Non mi è chiaro perché alla guida di un operatore telefonico debba andare un manager in palese conflitto di interessi visto che nei dieci anni precedenti ha guidato un gruppo con all’interno un concorrente diretto.

Né mi è chiaro perché in un’autorità indipendente debba andare a coprire l’incarico di commissario un professore che magari non pubblica da oltre due lustri su materie di cui dovrà andare ad occuparsi ma che ha solidi contatti con la politica.

E così via anche in radio: perché si deve affidare una rubrica quotidiana a un anziano giornalista che nella TV pubblica ha vivacchiato per anni con risultati non molto brillanti?

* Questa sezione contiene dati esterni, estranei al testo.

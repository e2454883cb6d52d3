//! Age of the oldest unsold position.

use chrono::NaiveDate;

use crate::models::LedgerEntry;

use super::filter::ItemFilter;

/// Whole-day age of the oldest open position whose item matches the
/// filter, floored at 0. Returns 0 when nothing matches, by contract
/// indistinguishable from a position opened today.
///
/// Only open rows (no recorded sale) with a parseable order date are
/// considered.
pub fn oldest_open_age_days(
    open: &[LedgerEntry],
    item_filter: &str,
    today: NaiveDate,
) -> i64 {
    let filter = ItemFilter::new(item_filter);
    open.iter()
        .filter(|e| filter.matches(&e.item))
        .filter_map(|e| e.order_date)
        .min()
        .map(|oldest| (today - oldest).num_days().max(0))
        .unwrap_or(0)
}

#[cfg(test)]
mod tests {
    use super::*;
    use crate::models::SignedCost;
    use chrono::Duration;
    use rust_decimal::Decimal;

    fn open_entry(item: &str, order: Option<NaiveDate>) -> LedgerEntry {
        LedgerEntry {
            row: 3,
            order_date: order,
            item: item.into(),
            buy_price: SignedCost::from_raw(Decimal::from(-10)),
            retailer: String::new(),
            sell_price: Decimal::ZERO,
            sale_date: None,
            marketplace: String::new(),
            fee_fraction: Decimal::ZERO,
            shipping: Decimal::ZERO,
        }
    }

    #[test]
    fn test_oldest_matching_entry_wins() {
        let today = NaiveDate::from_ymd_opt(2024, 6, 1).unwrap();
        let open = vec![
            open_entry("Widget", Some(today - Duration::days(30))),
            open_entry("Widget", Some(today - Duration::days(5))),
        ];
        assert_eq!(oldest_open_age_days(&open, "widget", today), 30);
    }

    #[test]
    fn test_non_matching_filter_returns_zero() {
        let today = NaiveDate::from_ymd_opt(2024, 6, 1).unwrap();
        let open = vec![open_entry("Widget", Some(today - Duration::days(30)))];
        assert_eq!(oldest_open_age_days(&open, "gadget", today), 0);
    }

    #[test]
    fn test_undated_rows_are_ignored() {
        let today = NaiveDate::from_ymd_opt(2024, 6, 1).unwrap();
        let open = vec![open_entry("Widget", None)];
        assert_eq!(oldest_open_age_days(&open, "", today), 0);
    }

    #[test]
    fn test_future_dated_row_floors_at_zero() {
        let today = NaiveDate::from_ymd_opt(2024, 6, 1).unwrap();
        let open = vec![open_entry("Widget", Some(today + Duration::days(3)))];
        assert_eq!(oldest_open_age_days(&open, "", today), 0);
    }
}
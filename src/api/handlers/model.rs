use axum::extract::State;
use axum::Json;
use rust_decimal::Decimal;
use serde::Serialize;

use crate::errors::AppError;
use crate::ledger;
use crate::store::TableStore;
use crate::AppState;

#[derive(Serialize)]
pub struct MarketplaceFee {
    pub name: String,
    pub fee_fraction: Decimal,
}

/// Name lists for UI dropdown seeding.
#[derive(Serialize)]
pub struct InitModel {
    pub items: Vec<String>,
    pub retailers: Vec<String>,
    pub marketplaces: Vec<String>,
    pub marketplaces_with_fees: Vec<MarketplaceFee>,
}

pub async fn init<S: TableStore>(
    State(state): State<AppState<S>>,
) -> Result<Json<InitModel>, AppError> {
    let items = ledger::load_items(&state.tables).await?;
    let retailers = ledger::load_retailers(&state.tables).await?;
    let marketplaces = ledger::load_marketplaces(&state.tables).await?;

    Ok(Json(InitModel {
        items: items.into_iter().map(|i| i.name).collect(),
        retailers: retailers.into_iter().map(|r| r.name).collect(),
        marketplaces: marketplaces.iter().map(|m| m.name.clone()).collect(),
        marketplaces_with_fees: marketplaces
            .into_iter()
            .map(|m| MarketplaceFee {
                name: m.name,
                fee_fraction: m.fee_fraction,
            })
            .collect(),
    }))
}
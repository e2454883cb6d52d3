use std::collections::HashMap;
use std::sync::atomic::{AtomicU64, Ordering};
use std::sync::Mutex;

use super::{CellValue, TableStore};

/// In-memory [`TableStore`]: a map of tab name to grid. Backs the test
/// suite and local dry runs; no remote spreadsheet required.
#[derive(Debug, Default)]
pub struct MemoryStore {
    tabs: Mutex<HashMap<String, Vec<Vec<CellValue>>>>,
    reads: AtomicU64,
}

impl MemoryStore {
    pub fn new() -> Self {
        Self::default()
    }

    /// Replace a tab's grid wholesale.
    pub fn set_tab(&self, name: &str, grid: Vec<Vec<CellValue>>) {
        self.tabs.lock().unwrap().insert(name.to_string(), grid);
    }

    /// Number of `read_range` calls served, for cache assertions.
    pub fn reads(&self) -> u64 {
        self.reads.load(Ordering::Relaxed)
    }
}

impl TableStore for MemoryStore {
    /// The reader always asks for the whole tab (`A1:ZZ`), so the range
    /// argument is not interpreted here.
    async fn read_range(&self, tab: &str, _range: &str) -> anyhow::Result<Vec<Vec<CellValue>>> {
        self.reads.fetch_add(1, Ordering::Relaxed);
        let tabs = self.tabs.lock().unwrap();
        Ok(tabs.get(tab).cloned().unwrap_or_default())
    }

    async fn append_row(&self, tab: &str, row: &[CellValue]) -> anyhow::Result<()> {
        let mut tabs = self.tabs.lock().unwrap();
        tabs.entry(tab.to_string()).or_default().push(row.to_vec());
        Ok(())
    }

    async fn update_cells(
        &self,
        tab: &str,
        row: u32,
        start_col: u32,
        values: &[CellValue],
    ) -> anyhow::Result<()> {
        let mut tabs = self.tabs.lock().unwrap();
        let grid = tabs.entry(tab.to_string()).or_default();

        let row_idx = row.saturating_sub(1) as usize;
        if grid.len() <= row_idx {
            grid.resize(row_idx + 1, Vec::new());
        }
        let cells = &mut grid[row_idx];

        let start = start_col.saturating_sub(1) as usize;
        if cells.len() < start + values.len() {
            cells.resize(start + values.len(), CellValue::Empty);
        }
        cells[start..start + values.len()].clone_from_slice(values);
        Ok(())
    }

    async fn delete_rows(&self, tab: &str, rows: &[u32]) -> anyhow::Result<()> {
        let mut tabs = self.tabs.lock().unwrap();
        let grid = tabs.entry(tab.to_string()).or_default();

        // Removing from the bottom up keeps every remaining position
        // valid against the pre-delete grid, matching the batched
        // pre-shift contract of the trait.
        let mut sorted: Vec<u32> = rows.to_vec();
        sorted.sort_unstable();
        sorted.dedup();
        for row in sorted.into_iter().rev() {
            let idx = row.saturating_sub(1) as usize;
            if idx < grid.len() {
                grid.remove(idx);
            }
        }
        Ok(())
    }
}
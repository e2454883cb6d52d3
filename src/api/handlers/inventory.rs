use axum::extract::State;
use axum::Json;

use crate::errors::AppError;
use crate::ledger::inventory::{self, InventoryReport};
use crate::ledger::reconcile::reconcile;
use crate::ledger;
use crate::store::TableStore;
use crate::AppState;

pub async fn report<S: TableStore>(
    State(state): State<AppState<S>>,
) -> Result<Json<InventoryReport>, AppError> {
    let entries = ledger::load_entries(&state.tables).await?;
    let items = ledger::load_items(&state.tables).await?;

    let reconciled = reconcile(entries);
    Ok(Json(inventory::valuate(&reconciled.tallies, &items)))
}
pub mod memory;

use std::future::Future;

use rust_decimal::prelude::ToPrimitive;
use rust_decimal::Decimal;
use serde::{Deserialize, Serialize};

/// One cell of the backing grid, as the Sheets API renders it with
/// `UNFORMATTED_VALUE` (dates arrive as formatted strings). The grid has
/// no schema: any cell can hold any of these at any time.
#[derive(Debug, Clone, PartialEq, Serialize, Deserialize)]
#[serde(untagged)]
pub enum CellValue {
    Empty,
    Bool(bool),
    Number(f64),
    Text(String),
}

impl CellValue {
    pub fn text(s: impl Into<String>) -> CellValue {
        CellValue::Text(s.into())
    }

    /// Decimal cells are written as JSON numbers, the way the original
    /// sheet stores prices. Out-of-range values degrade to 0 rather than
    /// failing the write.
    pub fn number(d: Decimal) -> CellValue {
        CellValue::Number(d.to_f64().unwrap_or(0.0))
    }

    pub fn is_empty(&self) -> bool {
        match self {
            CellValue::Empty => true,
            CellValue::Text(s) => s.is_empty(),
            _ => false,
        }
    }

    /// Display rendering: empty cells read as "".
    pub fn as_text(&self) -> String {
        match self {
            CellValue::Empty => String::new(),
            CellValue::Bool(b) => b.to_string(),
            CellValue::Number(n) => n.to_string(),
            CellValue::Text(s) => s.clone(),
        }
    }
}

/// Contract to the backing table store.
///
/// Row numbers are 1-based tab coordinates. `delete_rows` takes pre-shift
/// positions and must remove them as one structural operation, so callers
/// never compensate for the shifting of later rows mid-delete.
pub trait TableStore: Send + Sync {
    /// Fetch a cell range (A1 notation) of the named tab. Missing
    /// trailing cells may be absent from the returned rows.
    fn read_range(
        &self,
        tab: &str,
        range: &str,
    ) -> impl Future<Output = anyhow::Result<Vec<Vec<CellValue>>>> + Send;

    /// Append one row after the last data row of the tab.
    fn append_row(
        &self,
        tab: &str,
        row: &[CellValue],
    ) -> impl Future<Output = anyhow::Result<()>> + Send;

    /// Overwrite `values.len()` cells of `row`, starting at 1-based
    /// column `start_col`.
    fn update_cells(
        &self,
        tab: &str,
        row: u32,
        start_col: u32,
        values: &[CellValue],
    ) -> impl Future<Output = anyhow::Result<()>> + Send;

    /// Remove the given 1-based rows in one batched operation. Positions
    /// are interpreted against the pre-delete grid.
    fn delete_rows(
        &self,
        tab: &str,
        rows: &[u32],
    ) -> impl Future<Output = anyhow::Result<()>> + Send;
}

#[cfg(test)]
mod tests {
    use super::*;

    #[test]
    fn test_cell_value_deserializes_untagged() {
        let row: Vec<CellValue> =
            serde_json::from_str(r#"["2024-01-15", -12.5, "", true, null]"#).unwrap();
        assert_eq!(row[0], CellValue::Text("2024-01-15".into()));
        assert_eq!(row[1], CellValue::Number(-12.5));
        assert_eq!(row[2], CellValue::Text(String::new()));
        assert_eq!(row[3], CellValue::Bool(true));
        assert_eq!(row[4], CellValue::Empty);
    }

    #[test]
    fn test_empty_detection() {
        assert!(CellValue::Empty.is_empty());
        assert!(CellValue::text("").is_empty());
        assert!(!CellValue::Number(0.0).is_empty());
    }
}
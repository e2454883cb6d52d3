use axum::response::IntoResponse;
use axum::Json;
use serde_json::json;

/// Liveness only; a spreadsheet round-trip here would burn read quota.
pub async fn health_check() -> impl IntoResponse {
    Json(json!({ "status": "healthy" }))
}
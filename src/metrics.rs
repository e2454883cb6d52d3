use metrics::counter;
use metrics_exporter_prometheus::{PrometheusBuilder, PrometheusHandle};

/// Install the Prometheus exporter and register all application metrics.
/// Returns a `PrometheusHandle` whose `render()` method produces the
/// text/plain Prometheus scrape payload.
pub fn init_metrics() -> PrometheusHandle {
    let builder = PrometheusBuilder::new();
    let handle = builder
        .install_recorder()
        .expect("failed to install Prometheus recorder");

    // Pre-register counters so they appear even before the first increment.
    counter!("sheet_reads_total").absolute(0);
    counter!("cache_hits_total").absolute(0);
    counter!("mutations_total").absolute(0);

    handle
}
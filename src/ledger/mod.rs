pub mod filter;
pub mod gateway;
pub mod holding;
pub mod inventory;
pub mod layout;
pub mod mapper;
pub mod reconcile;
pub mod stats;

use crate::grid::Tables;
use crate::models::{Item, LedgerEntry, Marketplace, Retailer};
use crate::store::TableStore;

/// Cached read of the order book, mapped to typed entries.
pub async fn load_entries<S: TableStore>(tables: &Tables<S>) -> anyhow::Result<Vec<LedgerEntry>> {
    let snapshot = tables
        .read_table(layout::ORDER_BOOK_TAB, layout::ORDER_BOOK_HEADER_ROW)
        .await?;
    Ok(mapper::map_entries(&snapshot))
}

pub async fn load_items<S: TableStore>(tables: &Tables<S>) -> anyhow::Result<Vec<Item>> {
    let snapshot = tables
        .read_table(layout::ITEMS_TAB, layout::REFERENCE_HEADER_ROW)
        .await?;
    Ok(mapper::map_items(&snapshot))
}

pub async fn load_retailers<S: TableStore>(tables: &Tables<S>) -> anyhow::Result<Vec<Retailer>> {
    let snapshot = tables
        .read_table(layout::RETAILERS_TAB, layout::REFERENCE_HEADER_ROW)
        .await?;
    Ok(mapper::map_retailers(&snapshot))
}

pub async fn load_marketplaces<S: TableStore>(
    tables: &Tables<S>,
) -> anyhow::Result<Vec<Marketplace>> {
    let snapshot = tables
        .read_table(layout::MARKETPLACES_TAB, layout::REFERENCE_HEADER_ROW)
        .await?;
    Ok(mapper::map_marketplaces(&snapshot))
}
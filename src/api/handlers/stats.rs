use axum::extract::{Query, State};
use axum::Json;
use chrono::Utc;
use serde::Deserialize;
use serde_json::json;

use crate::errors::AppError;
use crate::ledger::holding::oldest_open_age_days;
use crate::ledger::reconcile::reconcile;
use crate::ledger::stats::{self, RangeKey, StatsParams, StatsResult};
use crate::ledger;
use crate::store::TableStore;
use crate::AppState;

#[derive(Deserialize)]
pub struct StatsQuery {
    #[serde(default)]
    pub range: Option<String>,
    #[serde(default)]
    pub item: Option<String>,
    #[serde(default)]
    pub from: Option<String>,
    #[serde(default)]
    pub to: Option<String>,
}

pub async fn period_stats<S: TableStore>(
    State(state): State<AppState<S>>,
    Query(query): Query<StatsQuery>,
) -> Result<Json<StatsResult>, AppError> {
    let entries = ledger::load_entries(&state.tables).await?;

    let params = StatsParams {
        range: RangeKey::from_param(query.range.as_deref().unwrap_or_default()),
        item_filter: query.item.unwrap_or_default(),
        from: query.from,
        to: query.to,
    };
    let today = Utc::now().date_naive();

    Ok(Json(stats::compute(&entries, &params, today)))
}

#[derive(Deserialize)]
pub struct HoldingQuery {
    #[serde(default)]
    pub item: Option<String>,
}

/// Age in days of the oldest unsold position matching the filter; 0 when
/// nothing matches.
pub async fn oldest_hold<S: TableStore>(
    State(state): State<AppState<S>>,
    Query(query): Query<HoldingQuery>,
) -> Result<Json<serde_json::Value>, AppError> {
    let entries = ledger::load_entries(&state.tables).await?;
    let reconciled = reconcile(entries);

    let today = Utc::now().date_naive();
    let days = oldest_open_age_days(
        &reconciled.open,
        query.item.as_deref().unwrap_or_default(),
        today,
    );

    Ok(Json(json!({ "days": days })))
}
use axum::extract::State;
use axum::http::header::CONTENT_TYPE;
use axum::response::IntoResponse;

use crate::store::TableStore;
use crate::AppState;

pub async fn render<S: TableStore>(State(state): State<AppState<S>>) -> impl IntoResponse {
    let body = state.metrics_handle.render();
    ([(CONTENT_TYPE, "text/plain; version=0.0.4")], body)
}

Sono domande, queste, a cui nessuno vuole dare una risposta. Perché è difficile dire che in certe posizioni si va per essere pedine di un gruppo di interessi da difendere. E non sono certo interessi pubblici. Nemmeno interessi collettivi riferibili a una comunità determinata di persone. Sono interessi soggettivi precisi e puntuali che a volte si cerca di rappresentare con troppe teste di legno nei ruoli di maggior rilievo.

Ecco spiegato perché non si determinano e non si determineranno mai le condizioni per quel ricambio generazionale da molti invocato: perché da cinquanta anni – per non dire genericamente ‘da sempre’ – assistiamo a questo scempio di competenze e non ci opponiamo con forza per fermarlo.